◆ Dataset records ◆
┌──

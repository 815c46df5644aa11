//! Subcommand implementations.

pub mod list;
pub mod login;
pub mod logout;
pub mod seed;
pub mod whoami;

use std::sync::Arc;

use anyhow::{Context, Result};
use clap::Args;

use gangway_appwrite::AppwriteClient;
use gangway_core::Endpoint;

/// Connection parameters shared by every subcommand.
#[derive(Args, Debug)]
pub struct ConnectionArgs {
    /// Backend endpoint URL
    #[arg(
        long,
        env = "APPWRITE_ENDPOINT",
        default_value = "https://cloud.appwrite.io/v1"
    )]
    pub endpoint: String,

    /// Project id
    #[arg(long, env = "APPWRITE_PROJECT_ID")]
    pub project: String,

    /// API key for server-side operations
    #[arg(long, env = "APPWRITE_API_KEY")]
    pub key: Option<String>,
}

impl ConnectionArgs {
    /// Build a client from these arguments.
    pub fn client(&self) -> Result<Arc<AppwriteClient>> {
        let endpoint = Endpoint::new(&self.endpoint).context("Invalid endpoint URL")?;
        let client = AppwriteClient::new(endpoint, &self.project);
        let client = match &self.key {
            Some(key) => client.with_key(key),
            None => client,
        };
        Ok(Arc::new(client))
    }

    /// Build a client, requiring an API key.
    pub fn admin_client(&self) -> Result<Arc<AppwriteClient>> {
        if self.key.is_none() {
            anyhow::bail!("This command needs an API key (--key or APPWRITE_API_KEY)");
        }
        self.client()
    }
}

└──

◆ Aim of the task ◆
Reproduce the entries exactly, but only from their first line to the line holding "by every subcommand.", with that last line kept.

◆ Finished task ◆
repository 815c46df5644aa11
//! Subcommand implementations.

pub mod list;
pub mod login;
pub mod logout;
pub mod seed;
pub mod whoami;

use std::sync::Arc;

use anyhow::{Context, Result};
use clap::Args;

use gangway_appwrite::AppwriteClient;
use gangway_core::Endpoint;

/// Connection parameters shared by every subcommand.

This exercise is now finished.